Wherever a line in the records below contains "drained", copy that line.

Segment Start: RECORD EXTRACTS

//! Subscriber engine metrics
//!
//! Thin helpers over the `metrics` facade plus an in-memory aggregator for
//! drift and drain statistics.

use std::collections::HashMap;

use metrics::{counter, gauge, histogram};

/// Record one frame taken off the transport
pub fn record_frame_received() {
    counter!("daq_frames_received_total").increment(1);
}

/// Record a rejected frame
///
/// `reason` is a short label such as `"frame_shape"`.
pub fn record_frame_rejected(reason: &str) {
    counter!("daq_frames_rejected_total", "reason" => reason.to_string()).increment(1);
}

/// Record samples pushed to the host for one channel
pub fn record_samples_emitted(channel: &str, count: usize) {
    counter!("daq_samples_emitted_total", "channel" => channel.to_string())
        .increment(count as u64);
}

/// Record the drift of one process cycle (ticks)
pub fn record_tick_drift(drift: i64) {
    gauge!("daq_tick_drift").set(drift as f64);
    histogram!("daq_tick_drift_hist").record(drift as f64);
}

/// Record a frame whose metadata differs from the session snapshot
pub fn record_metadata_drift() {
    counter!("daq_metadata_drift_total").increment(1);
}

/// Record the size of the active channel set
pub fn record_channel_set_size(size: usize) {
    gauge!("daq_channel_set_size").set(size as f64);
}

/// Record the outcome of an update cycle
pub fn record_update(success: bool) {
    let status = if success { "success" } else { "failure" };
    counter!("daq_update_total", "status" => status.to_string()).increment(1);
}

/// Record the number of frames drained in one process cycle
pub fn record_drain(frames: usize) {
    histogram!("daq_drain_frames_per_cycle").record(frames as f64);
}

/// Drift and drain aggregator
///
/// Collects per-cycle results in memory for a run summary.
#[derive(Debug, Clone, Default)]
pub struct DriftMetricsAggregator {
    /// Process cycles seen
    pub cycles: u64,

    /// Frames processed over all cycles
    pub frames_processed: u64,

    /// Frames rejected over all cycles
    pub frames_rejected: u64,

    /// Cycles that stopped on the drain budget with frames still queued
    pub cycles_with_backlog: u64,

    /// Drift per cycle (ticks)
    pub drift_stats: RunningStats,

    /// Frames drained per cycle
    pub drain_stats: RunningStats,

    /// Samples emitted per channel
    pub samples_per_channel: HashMap<String, u64>,
}

impl DriftMetricsAggregator {
    pub fn new() -> Self {
        Self::default()
    }

    /// Fold one process cycle into the aggregate
    pub fn record_cycle(
        &mut self,
        drift: Option<i64>,
        frames_processed: usize,
        frames_rejected: usize,
        frames_pending: bool,
    ) {
        self.cycles += 1;
        self.frames_processed += frames_processed as u64;
        self.frames_rejected += frames_rejected as u64;
        if frames_pending {
            self.cycles_with_backlog += 1;
        }
        if let Some(drift) = drift {
            self.drift_stats.push(drift as f64);
        }
        self.drain_stats
            .push((frames_processed + frames_rejected) as f64);
    }

    /// Add emitted samples for a channel
    pub fn record_samples(&mut self, channel: &str, count: usize) {
        *self
            .samples_per_channel
            .entry(channel.to_string())
            .or_insert(0) += count as u64;
    }

    pub fn summary(&self) -> MetricsSummary {
        let total = self.frames_processed + self.frames_rejected;
        MetricsSummary {
            cycles: self.cycles,
            frames_processed: self.frames_processed,
            frames_rejected: self.frames_rejected,
            cycles_with_backlog: self.cycles_with_backlog,
            reject_rate: if total > 0 {
                self.frames_rejected as f64 / total as f64 * 100.0
            } else {
                0.0
            },
            drift_ticks: StatsSummary::from(&self.drift_stats),
            frames_per_cycle: StatsSummary::from(&self.drain_stats),
            samples_per_channel: self.samples_per_channel.clone(),
        }
    }

    pub fn reset(&mut self) {
        *self = Self::default();
    }
}

/// Aggregated run summary
#[derive(Debug, Clone, Default)]
pub struct MetricsSummary {
    pub cycles: u64,
    pub frames_processed: u64,
    pub frames_rejected: u64,
    pub cycles_with_backlog: u64,
    pub reject_rate: f64,
    pub drift_ticks: StatsSummary,
    pub frames_per_cycle: StatsSummary,
    pub samples_per_channel: HashMap<String, u64>,
}

impl std::fmt::Display for MetricsSummary {
    fn fmt(&self, f: &mut std::fmt::Formatter<'_>) -> std::fmt::Result {
        writeln!(f, "=== Subscriber Metrics Summary ===")?;
        writeln!(f, "Process cycles: {}", self.cycles)?;
        writeln!(f, "Frames processed: {}", self.frames_processed)?;
        writeln!(
            f,
            "Frames rejected: {} ({:.2}%)",
            self.frames_rejected, self.reject_rate
        )?;
        writeln!(f, "Cycles with backlog: {}", self.cycles_with_backlog)?;
        writeln!(f, "Drift (ticks): {}", self.drift_ticks)?;
        writeln!(f, "Frames per cycle: {}", self.frames_per_cycle)?;

        if !self.samples_per_channel.is_empty() {
            writeln!(f, "Samples per channel:")?;
            let mut channels: Vec<_> = self.samples_per_channel.iter().collect();
            channels.sort();
            for (channel, count) in channels {
                writeln!(f, "  {}: {}", channel, count)?;
            }
        }

        Ok(())
    }
}

/// Statistics summary
#[derive(Debug, Clone, Default)]
pub struct StatsSummary {
    pub count: u64,
    pub min: f64,
    pub max: f64,
    pub mean: f64,
    pub std_dev: f64,
}

impl From<&RunningStats> for StatsSummary {
    fn from(stats: &RunningStats) -> Self {
        Self {
            count: stats.count,
            min: stats.min,
            max: stats.max,
            mean: stats.mean(),
            std_dev: stats.std_dev(),
        }
    }
}

impl std::fmt::Display for StatsSummary {
    fn fmt(&self, f: &mut std::fmt::Formatter<'_>) -> std::fmt::Result {
        if self.count == 0 {
            write!(f, "N/A")
        } else {
            write!(
                f,
                "min={:.3}, max={:.3}, mean={:.3}, std={:.3} (n={})",
                self.min, self.max, self.mean, self.std_dev, self.count
            )
        }
    }
}

/// Online statistics (Welford's algorithm)
#[derive(Debug, Clone, Default)]
pub struct RunningStats {
    count: u64,
    mean: f64,
    m2: f64,
    min: f64,
    max: f64,
}

impl RunningStats {
    pub fn push(&mut self, value: f64) {
        self.count += 1;

        if self.count == 1 {
            self.min = value;
            self.max = value;
            self.mean = value;
            self.m2 = 0.0;
        } else {
            self.min = self.min.min(value);
            self.max = self.max.max(value);

            let delta = value - self.mean;
            self.mean += delta / self.count as f64;
            let delta2 = value - self.mean;
            self.m2 += delta * delta2;
        }
    }

    pub fn count(&self) -> u64 {
        self.count
    }

    pub fn mean(&self) -> f64 {
        if self.count == 0 {
            0.0
        } else {
            self.mean
        }
    }

    /// Sample variance
    pub fn variance(&self) -> f64 {
        if self.count < 2 {
            0.0
        } else {
            self.m2 / (self.count - 1) as f64
        }
    }

    pub fn std_dev(&self) -> f64 {
        self.variance().sqrt()
    }

    pub fn min(&self) -> f64 {
        self.min
    }

    pub fn max(&self) -> f64 {
        self.max
    }
}

#[cfg(test)]
mod tests {
    use super::*;

    #[test]
    fn test_running_stats() {
        let mut stats = RunningStats::default();
        for v in [1.0, 2.0, 3.0, 4.0, 5.0] {
            stats.push(v);
        }

        assert_eq!(stats.count(), 5);
        assert!((stats.mean() - 3.0).abs() < 1e-10);
        assert!((stats.min() - 1.0).abs() < 1e-10);
        assert!((stats.max() - 5.0).abs() < 1e-10);
        assert!((stats.variance() - 2.5).abs() < 1e-10);
    }

    #[test]
    fn test_aggregator_record_cycle() {
        let mut aggregator = DriftMetricsAggregator::new();

        aggregator.record_cycle(Some(-20), 3, 1, false);
        aggregator.record_cycle(Some(-10), 2, 0, true);
        aggregator.record_cycle(None, 0, 0, false);
        aggregator.record_samples("U1", 100);
        aggregator.record_samples("U1", 50);

        assert_eq!(aggregator.cycles, 3);
        assert_eq!(aggregator.frames_processed, 5);
        assert_eq!(aggregator.frames_rejected, 1);
        assert_eq!(aggregator.cycles_with_backlog, 1);
        assert_eq!(aggregator.drift_stats.count(), 2);
        assert!((aggregator.drift_stats.mean() + 15.0).abs() < 1e-10);
        assert_eq!(aggregator.samples_per_channel.get("U1"), Some(&150));
    }

    #[test]
    fn test_summary_display() {
        let mut aggregator = DriftMetricsAggregator::new();
        aggregator.record_cycle(Some(4), 3, 1, false);
        aggregator.record_samples("I1", 12);

        let output = format!("{}", aggregator.summary());
        assert!(output.contains("Process cycles: 1"));
        assert!(output.contains("25.00%"));
        assert!(output.contains("I1: 12"));
    }

    #[test]
    fn test_empty_summary() {
        let summary = DriftMetricsAggregator::new().summary();
        assert_eq!(summary.reject_rate, 0.0);
        assert_eq!(format!("{}", summary.drift_ticks), "N/A");
    }
}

Segment End: RECORD EXTRACTS

RESPONSE TO THE EXERCISE =>
/// Record the number of frames drained in one process cycle
    /// Frames drained per cycle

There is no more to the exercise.